Shanghai University's Academy of Fine Arts worked with Marie's, a century-old art supply company, to create the "Four Seasons of Jiangnan" pigments.
The set features 48 traditional colors grouped by season, each tied to classical literature and painting.
"Jiangnan carries a poetic and quiet spirit, and these pigments allow that spirit to continue in design today," said Chen Wenjia, a teacher at the academy's department of digital arts.
The pigment series includes "Peach Blossom Red," inspired by Tang Dynasty (618-907) poems of spring gardens; "Lotus Leaf Green," found in Song Dynasty (960-1279) ink paintings; "Harvest Gold," echoing autumn rice fields; and "River Mist Gray," taken from the fog of winter waterways.
The project is not limited to Jiangnan. A second palette, "Dunhuang Colors," rebuilds the hues of Silk Road cave murals.
Shades such as "Cave Blue" and "Saffron Yellow" revive tones painted with mineral pigments more than a thousand years ago.
A third palette, "Roaring Yellow River," draws from relics, rituals, and ecology of the river basin. Its "Millet Yellow" and "Clay Brown" reflect farming traditions, while "Wave Green" mirrors the river's flow.
The exhibition also showcases 20 pairs of sneakers that fuse sportswear with traditional culture. The shoes are part of "Heritage 100+," a joint project between the academy and Warrior, one of China's oldest footwear brands.
The project began in 2024 and aims to apply 100 intangible cultural heritage (ICH) crafts to sneaker and apparel design.
So far, 60 designs are complete. Forty of them have been made into digital collectibles, while about 10 percent will enter the market as fashion products.

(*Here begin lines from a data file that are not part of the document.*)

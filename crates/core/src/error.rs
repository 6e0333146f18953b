//! Core error types
//!
//! One error enum shared by the message, actor and context layers.
//! Build-time configuration errors live in `flowd-pipeline`; message-level
//! outcomes (Failed, Unroutable, ...) are never errors - they travel as the
//! message's terminal status.

use thiserror::Error;

/// Core runtime errors
#[derive(Debug, Error)]
pub enum CoreError {
    /// Second completion attempt on a message
    #[error("message has been completed before")]
    AlreadyCompleted,

    /// Connect called on a terminal actor
    #[error("actor {actor:?} can not connect to other actors")]
    NotConnectable { actor: String },

    /// Start called on an already started actor
    #[error("actor {actor:?} is already started")]
    AlreadyStarted { actor: String },

    /// Stop called before start
    #[error("actor {actor:?} has not been started")]
    NotStarted { actor: String },

    /// Start or stop called on a stopped actor
    #[error("actor {actor:?} is already stopped")]
    AlreadyStopped { actor: String },

    /// Receive called on an actor whose queues are closed
    #[error("actor {actor:?} queue is closed")]
    QueueClosed { actor: String },

    /// Required actor parameter is missing
    #[error("actor {actor:?} is missing required parameter {param:?}")]
    MissingParam { actor: String, param: String },

    /// Actor parameter has the wrong type or an invalid value
    #[error("actor {actor:?} parameter {param:?} is invalid: {reason}")]
    InvalidParam {
        actor: String,
        param: String,
        reason: String,
    },

    /// Required configuration key is missing
    #[error("missing required config key {key:?}")]
    MissingConfig { key: String },

    /// Sink gave up reconnecting after the configured retry cap
    #[error("sink {actor:?} gave up reconnecting after {retries} retries")]
    ReconnectExhausted { actor: String, retries: usize },

    /// IO error from a head or receiver
    #[error("io error: {0}")]
    Io(#[from] std::io::Error),
}

/// Result type for core operations
pub type Result<T> = std::result::Result<T, CoreError>;

#[cfg(test)]
mod tests {
    use super::*;

    #[test]
    fn test_error_display() {
        let err = CoreError::AlreadyCompleted;
        assert!(err.to_string().contains("completed before"));

        let err = CoreError::NotConnectable {
            actor: "out".into(),
        };
        assert!(err.to_string().contains("\"out\""));

        let err = CoreError::MissingParam {
            actor: "udp_in".into(),
            param: "bind_addr".into(),
        };
        assert!(err.to_string().contains("bind_addr"));

        let err = CoreError::ReconnectExhausted {
            actor: "out".into(),
            retries: 3,
        };
        assert!(err.to_string().contains("3 retries"));
    }
}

One pair uses Etles silk, a hand-dyed ikat fabric from Xinjiang known as a "living fossil of the Silk Road."
The fabric was woven by the craft's last inheritor. Warrior donated 5,000 pairs of the Etles sneakers to cultural tourism projects in the Xinjiang Uygur Autonomous Region.
The shoes may enter wider production with 12 design variations, bringing direct income to the inheritor and her village.
Other sneakers feature paper-cut patterns, Chinese button knots, embroidery, and even themes from folk legends like "The Legend of the White Snake" and the Yingge Dance.
"We do not just stack heritage motifs onto shoes," said Song Tianyi, a teacher at the academy and lead of the sneaker project.
"We re-create them so they carry a sense of modern style. Young people want to wear them, and that keeps the traditions alive."
The pigments and sneakers are part of Shanghai University's larger exhibition, "New Shanghai Genre." The exhibition has four themed sections covering digital media, industrial design, heritage textiles, ceramics, glass, and architecture.
One section, "Smart Design," highlights artificial intelligence tools that turn historical color names into new artworks. "Cultural Decoding" displays cross-disciplinary design research.
"The main line of the exhibition is turning traditional culture into new productive forces," said Li Qiansheng, a professor and head of the academy's digital arts department.